Item 2.02. Results of Operations and Financial Condition

On August 4, 2008, the Company announced financial results for the quarter ended June 27, 2008. A copy of the press release making this announcement is furnished as Exhibit 99.1 and incorporated herein by reference. The press release shall not be deemed “filed” for purposes of Section 18 of the Securities Exchange Act of 1934 (the “Exchange Act”), nor shall it be deemed incorporated by reference in any filing under the Securities Act of 1933 or Exchange Act.

 

Item 5.02. Departure of Directors or Certain Officers; Election of Directors; Appointment of Certain Officers; Compensatory Arrangements of Certain Officers

The employment agreements previously entered into between the Company and four of the Company’s named executive officers were amended on July 31, 2008 in order (a) to amend the provisions with respect to bonus components of potential severance payments in order to preserve the Company’s corporate tax deductibility under Internal Revenue Code (“Code”) Section 162(m) with respect to its annual management incentive program, (b) to provide for a six-month delay in receiving severance payments to conform to new deferred compensation regulations, and (c) to reflect the current titles and base salaries of such officers. The named executive officers whose employment agreements were amended are: Mr. James V. Mazzo, Chairman and Chief Executive Officer; Mr. Richard A. Meier, President and Chief Operating Officer; Mr. Douglas H. Post, Executive Vice President and President, Corneal Refractive Group; and Mr. C. Russell Trenary III, Executive Vice President, Global Public Policy and Medical Education. On August 4, 2008, conforming amendments with respect to severance arrangements were made to the offer letter between the Company and Mr. Michael J. Lambert, Executive Vice President and Chief Financial Officer.

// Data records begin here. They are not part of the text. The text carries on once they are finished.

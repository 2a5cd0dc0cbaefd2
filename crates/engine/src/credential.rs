//! The persisted API key.
//!
//! Stored in plain text under a single key; securing the backing store is
//! up to whoever provides it.

use seteuk_core::{KeyValueStore, Result};
use std::sync::Arc;
use tracing::warn;

pub const CREDENTIAL_KEY: &str = "gemini_api_key";

pub struct CredentialStore {
    storage: Arc<dyn KeyValueStore>,
}

impl CredentialStore {
    pub fn new(storage: Arc<dyn KeyValueStore>) -> Self {
        Self { storage }
    }

    /// The stored key, if any. Read failures count as absent.
    pub fn get(&self) -> Option<String> {
        match self.storage.get(CREDENTIAL_KEY) {
            Ok(value) => value.filter(|v| !v.trim().is_empty()),
            Err(e) => {
                warn!(error = %e, "Failed to read stored API key");
                None
            }
        }
    }

    pub fn set(&self, key: &str) -> Result<()> {
        self.storage.set(CREDENTIAL_KEY, key.trim())?;
        Ok(())
    }

    pub fn clear(&self) -> Result<()> {
        self.storage.remove(CREDENTIAL_KEY)?;
        Ok(())
    }

    /// An explicitly configured key wins over the stored one.
    pub fn resolve(&self, configured: Option<&str>) -> Option<String> {
        configured
            .map(str::trim)
            .filter(|k| !k.is_empty())
            .map(str::to_string)
            .or_else(|| self.get())
    }
}
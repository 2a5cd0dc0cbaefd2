//! Storage ports.
//!
//! [`KeyValueStore`] is the durable string store used for the credential,
//! knowledge-base caches and history. [`DocumentStore`] serves the fixed,
//! named reference documents. Both are injected; only the composition root
//! decides which backend is used.

use async_trait::async_trait;

use crate::error::{DocumentError, StorageError};

/// Durable keyed storage: get/set/remove of serialized strings.
///
/// Calls are synchronous; a process uses a single logical writer per key.
pub trait KeyValueStore: Send + Sync {
    /// The backend name (e.g. "file", "in_memory").
    fn name(&self) -> &str;

    fn get(&self, key: &str) -> std::result::Result<Option<String>, StorageError>;

    fn set(&self, key: &str, value: &str) -> std::result::Result<(), StorageError>;

    /// Remove a key. Removing an absent key is not an error.
    fn remove(&self, key: &str) -> std::result::Result<(), StorageError>;
}

/// Static store of named binary reference documents.
#[async_trait]
pub trait DocumentStore: Send + Sync {
    fn name(&self) -> &str;

    /// Fetch a document's raw bytes by relative name.
    async fn fetch(&self, name: &str) -> std::result::Result<Vec<u8>, DocumentError>;
}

In addition, on July 31, 2008, the Company entered into amended and restated change in control agreements with each of the officers with whom it had previously entered into a change in control agreement (including Mr. Lambert), in order to make conforming amendments with respect to the new deferred compensation and Code Section 162(m) regulations and rulings.

 

Item 9.01 Financial Statements and Exhibits

 

99.1    Press Release, dated August 4, 2008, of Advanced Medical Optics, Inc.


SIGNATURES

Pursuant to the requirements of the Securities Exchange Act of 1934, the registrant has duly caused this report to be signed on its behalf by the undersigned hereunto duly authorized.

 

    ADVANCED MEDICAL OPTICS, INC.
   

(Registrant)

Date: August 4, 2008     By:   /s/ MICHAEL J. LAMBERT
        Michael J. Lambert,
        Executive Vice President and
        Chief Financial Officer


EXHIBIT INDEX

 

Exhibit No.

    
99.1    Press release, dated August 4, 2008, issued by Advanced Medical Optics, Inc.